Julian von Bothmer macht per Schleppflug Werbung fürs Geschäft

Marketing aus der Luft

Seit einem Jahr nennt Julian von Bothmer die C42, die er bis dato nur leihweise fliegen durfte, sein Eigen. - Foto: Heyne

Lauenbrück - Wenn Julian von Bothmer aus dem Fenster seines Büros schaut und an das Marketing für seine vor einem Jahr gegründete Immobilienfirma denkt, würde er am liebsten in die Luft gehen. Wenn dann auch noch Schäfchenwolken am Himmel zu sehen sind, so wie früher, tut der 37-Jährige es tatsächlich. Wohl als erster und einziger Unternehmer in der Region macht der Lauenbrücker Werbung aus der Luft: Nämlich mit einem Banner an seinem Ultraleichtflugzeug.

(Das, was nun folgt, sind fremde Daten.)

use anyhow::{Result, anyhow};
use log::info;
use serde::{Deserialize, Serialize};
use std::collections::{BTreeMap, BTreeSet};
use std::fs;

/// Everything one radar run needs to know, built once at startup and passed
/// by reference into the pipeline. Nothing reads ambient state after this.
#[derive(Debug, Clone, Serialize, Deserialize)]
pub struct RadarConfig {
    pub benchmark: String,
    pub sectors: Vec<SectorSpec>,
    #[serde(default)]
    pub synthetic_indices: Vec<SyntheticIndexSpec>,
    #[serde(default)]
    pub indicators: Vec<RatioIndicatorSpec>,
    #[serde(default = "default_lookback_days")]
    pub lookback_days: u32,
}

#[derive(Debug, Clone, Serialize, Deserialize)]
pub struct SectorSpec {
    pub ticker: String,
    pub label: String,
}

/// A proxy index assembled from weighted components. Weights are free reals
/// and need not sum to one.
#[derive(Debug, Clone, Serialize, Deserialize)]
pub struct SyntheticIndexSpec {
    pub ticker: String,
    pub label: String,
    pub components: BTreeMap<String, f64>,
}

#[derive(Debug, Clone, Serialize, Deserialize)]
pub struct RatioIndicatorSpec {
    pub name: String,
    pub numerator: String,
    pub denominator: String,
    #[serde(default, skip_serializing_if = "Option::is_none")]
    pub description: Option<String>,
}

fn default_lookback_days() -> u32 {
    1095 // 3 years of calendar days
}

impl RadarConfig {
    pub fn load() -> Result<Self> {
        Self::load_from_file("config.json")
    }

    pub fn load_from_file(path: &str) -> Result<Self> {
        let config_str = fs::read_to_string(path).unwrap_or_else(|_| Self::default_config_json());
        let config: RadarConfig = serde_json::from_str(&config_str)?;
        Ok(config)
    }

    fn default_config_json() -> String {
        serde_json::to_string_pretty(&Self::default()).unwrap()
    }

    /// Real tickers to request from the data provider: the benchmark, every
    /// non-synthetic sector and indicator leg, and all synthetic components.
    /// Synthetic tickers themselves are never requested; they are built
    /// locally after the fetch.
    pub fn required_tickers(&self) -> Vec<String> {
        let synthetic: BTreeSet<&str> = self
            .synthetic_indices
            .iter()
            .map(|spec| spec.ticker.as_str())
            .collect();

        let mut tickers = BTreeSet::new();
        tickers.insert(self.benchmark.clone());
        for sector in &self.sectors {
            if !synthetic.contains(sector.ticker.as_str()) {
                tickers.insert(sector.ticker.clone());
            }
        }
        for indicator in &self.indicators {
            for leg in [&indicator.numerator, &indicator.denominator] {
                if !synthetic.contains(leg.as_str()) {
                    tickers.insert(leg.clone());
                }
            }
        }
        for spec in &self.synthetic_indices {
            tickers.extend(spec.components.keys().cloned());
        }
        tickers.into_iter().collect()
    }

    pub fn validate(&self) -> Result<()> {
        if self.benchmark.trim().is_empty() {
            return Err(anyhow!("benchmark ticker must not be empty"));
        }
        if self.sectors.is_empty() && self.indicators.is_empty() {
            return Err(anyhow!("nothing to monitor: no sectors and no indicators"));
        }
        for spec in &self.synthetic_indices {
            if spec.components.is_empty() {
                return Err(anyhow!(
                    "synthetic index {} has no components",
                    spec.ticker
                ));
            }
            for (component, weight) in &spec.components {
                if !weight.is_finite() {
                    return Err(anyhow!(
                        "synthetic index {}: weight for {} is not finite",
                        spec.ticker,
                        component
                    ));
                }
            }
        }
        info!(
            "config: benchmark {}, {} sectors, {} synthetic indices, {} indicators",
            self.benchmark,
            self.sectors.len(),
            self.synthetic_indices.len(),
            self.indicators.len()
        );
        Ok(())
    }
}

impl Default for RadarConfig {
    fn default() -> Self {
        let sector = |ticker: &str, label: &str| SectorSpec {
            ticker: ticker.to_string(),
            label: label.to_string(),
        };
        Self {
            benchmark: "SPY".to_string(),
            sectors: vec![
                sector("XLK", "Technology"),
                sector("ERH", "New Consumer Discretionary"),
                sector("XLC", "Communication Services"),
                sector("XLF", "Financials"),
                sector("XLI", "Industrials"),
                sector("XLB", "Materials"),
                sector("XLRE", "Real Estate"),
                sector("XLP", "Consumer Staples"),
                sector("XLV", "Health Care"),
                sector("XLU", "Utilities"),
                sector("XLE", "Energy"),
            ],
            synthetic_indices: vec![SyntheticIndexSpec {
                ticker: "ERH".to_string(),
                label: "New Consumer Discretionary".to_string(),
                components: BTreeMap::from([
                    ("PEJ".to_string(), 0.35),
                    ("XHB".to_string(), 0.35),
                    ("XRT".to_string(), 0.30),
                ]),
            }],
            indicators: vec![
                RatioIndicatorSpec {
                    name: "Real Consumer Cycle (ERH/XLP)".to_string(),
                    numerator: "ERH".to_string(),
                    denominator: "XLP".to_string(),
                    description: Some(
                        "Discretionary vs staples consumption with tech weight stripped out"
                            .to_string(),
                    ),
                },
                RatioIndicatorSpec {
                    name: "Expansion vs Defensive (XLI/XLU)".to_string(),
                    numerator: "XLI".to_string(),
                    denominator: "XLU".to_string(),
                    description: Some(
                        "Rising reads as expansion appetite, falling as risk-off".to_string(),
                    ),
                },
            ],
            lookback_days: default_lookback_days(),
        }
    }
}
// Property tests for the numeric invariants the rotation pipeline promises.

use chrono::{Duration, NaiveDate};
use proptest::prelude::*;

use sector_radar::market_data::PriceSeries;
use sector_radar::moving_average::sma;
use sector_radar::quadrant::{CENTER, Quadrant};
use sector_radar::rrg::relative_rotation;

fn series_from(ticker: &str, values: &[f64]) -> PriceSeries {
    let start = NaiveDate::from_ymd_opt(2023, 1, 2).unwrap();
    let closes = values
        .iter()
        .enumerate()
        .map(|(i, v)| (start + Duration::days(i as i64), *v))
        .collect();
    PriceSeries::new(ticker, closes)
}

fn close_to(a: f64, b: f64) -> bool {
    (a - b).abs() <= 1e-9 * a.abs().max(1.0)
}

proptest! {
    // Scaling the sector series by a positive constant cancels inside the
    // ratio-of-ratios normalization, so every coordinate must be unchanged.
    #[test]
    fn rescaled_sector_produces_identical_coordinates(
        prices in prop::collection::vec(1.0f64..500.0, 70..120),
        benchmark_level in 10.0f64..1000.0,
        scale in 0.01f64..100.0,
    ) {
        let benchmark = series_from("SPY", &vec![benchmark_level; prices.len()]);
        let sector = series_from("SEC", &prices);
        let scaled: Vec<f64> = prices.iter().map(|p| p * scale).collect();
        let scaled_sector = series_from("SEC", &scaled);

        let base = relative_rotation(&sector, &benchmark).unwrap();
        let rescaled = relative_rotation(&scaled_sector, &benchmark).unwrap();

        prop_assert!(close_to(base.current.rs_ratio, rescaled.current.rs_ratio));
        prop_assert!(close_to(base.current.rs_momentum, rescaled.current.rs_momentum));
        prop_assert_eq!(base.trail.len(), rescaled.trail.len());
        for (a, b) in base.trail.iter().zip(&rescaled.trail) {
            prop_assert!(close_to(a.rs_ratio, b.rs_ratio));
            prop_assert!(close_to(a.rs_momentum, b.rs_momentum));
        }
    }

    // Exactly one regime for any coordinate pair, with ties resolving to
    // Weakening.
    #[test]
    fn quadrant_partition_is_total(x in -1e6f64..1e6, y in -1e6f64..1e6) {
        let quadrant = Quadrant::classify(x, y);
        let expected = if x > CENTER && y > CENTER {
            Quadrant::Leading
        } else if x < CENTER && y > CENTER {
            Quadrant::Improving
        } else if x < CENTER && y < CENTER {
            Quadrant::Lagging
        } else {
            Quadrant::Weakening
        };
        prop_assert_eq!(quadrant, expected);
    }

    // The rolling mean matches a directly computed window mean wherever it
    // is defined, and is undefined before the window fills.
    #[test]
    fn sma_agrees_with_direct_window_mean(
        values in prop::collection::vec(-1000.0f64..1000.0, 1..150),
        window in 1usize..40,
    ) {
        let input: Vec<Option<f64>> = values.iter().copied().map(Some).collect();
        let out = sma(&input, window);
        for (t, result) in out.iter().enumerate() {
            if t + 1 < window {
                prop_assert_eq!(*result, None);
            } else {
                let direct: f64 =
                    values[t + 1 - window..=t].iter().sum::<f64>() / window as f64;
                prop_assert!((result.unwrap() - direct).abs() < 1e-6);
            }
        }
    }
}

Das ist 290 Kilo schwer und kann 180 Kilogramm Zuladung aufnehmen. Das Banner aus Spezialtextil, aus dem auch Fallschirme gemacht werden und das nur von einer Firma in Deutschland angefertigt wird, wiegt bei 130 Quadratmetern gerade mal sechseinhalb Kilogramm. An den „Bannerschlepp“, so der offizielle Begriff im Fachjargon der Luftfahrtbehörde, musste der passionierte Hobbyflieger sich erst gewöhnen. 

Zur Schulung flog von Bothmer nach Stechow in Brandenburg. Fünf erfolgreiche Starts und Landungen sind vorgeschrieben; von Bothmer absolvierte sicherheitshalber acht. „Es fliegt sich schon ein bisschen anders: Beim Start steigt man langsamer, und fliegt langsamer bei höherer Drehzahl, dafür sinkt man schneller.“ Bis sechs Knoten, Seitenwind kein Problem.

An diesem Nachmittag hängt die Windhose am Rande der kleinen Graspiste schlaff herunter: es ist fast windstill – optimale Bedingungen. „Das hat man selten“, meint von Bothmer und steigt in seine Maschine. Zum zweiten Mal in diesem Jahr bläht sich der Stoff hinter der C42, Baujahr 2002. Der Schriftzug „Hausverkauf? Bothmer.com“ wird an diesem Nachmittag zuerst über Sittensen, später über Sottrum zu sehen sein, „in Scheeßel war ich neulich schon“, erklärt von Bothmer seine Route.

Der Nachmittag im Flugzeug: Hobby oder als Werbung für die eigene Firma Teil des Berufs? Diese Frage stellt sich für den zweifachen Familienvater nicht. Er lebt seit dem Erwerb seiner Lizenz 2010 einen Kindheitstraum. Das war nach einer schweren Krebserkrankung. „Ich wusste, wenn ich die überstehe, möchte ich mir einige Träume erfüllen.“ Das Fliegen stand ganz oben auf der Liste. Die Faszination, die er schon als Kind entwickelte, lange vor der Leidenschaft für Immobilien während des BWL-Studiums, erklärt der ehemalige Eichenschüler so: „Hier ist man frei, kann abschalten, auftanken und sich eine Auszeit nehmen.“

Und irgendwie schließen sich hier auch Kreise: Als Kind war von Bothmer oft mit dem älteren Bruder hier. „Mein Vater war leidenschaftlicher Hobbyflieger – leider haben wir das nie aktiv zusammen ausüben können.“ Er habe damals auch den kleinen Privatflughafen gebaut. „Als Kinder wollten wir immer mitfliegen. Es hieß: Wenn Ihr Schäfchenwolken seht, dürft Ihr vor beikommen!“ Vor dem Abheben hätten die Kinder allerdings noch Knoten lernen müssen, „der anschließende Flug war quasi die Belohnung“.

Zwischen 1 500 und 2 000 Fuß fliegt von Bothmer, vorbei am Tister Moor, in der Ferne ist der Eichenring zu sehen. Schon bald kommt der Kirchturm von Sittensen in Sicht. Das weiß-blaue Ultraleichtflugzeug macht eine Schleife am Golfplatz vorbei; über Ortschaften darf nicht geflogen werden. Die 80-PS-Maschine schnurrt. Über Funk hält der Immobilienmakler, der mit Leidenschaft und Offenheit gegen das schlechte Branchenimage kämpft, zum Funkleiter am Boden Kontakt. „Sieht‘s nach Regen aus?“, will er wissen. Dann müsste er nämlich umkehren. Doch er hat Glück: Es kann weiter gehen – nach Zeven.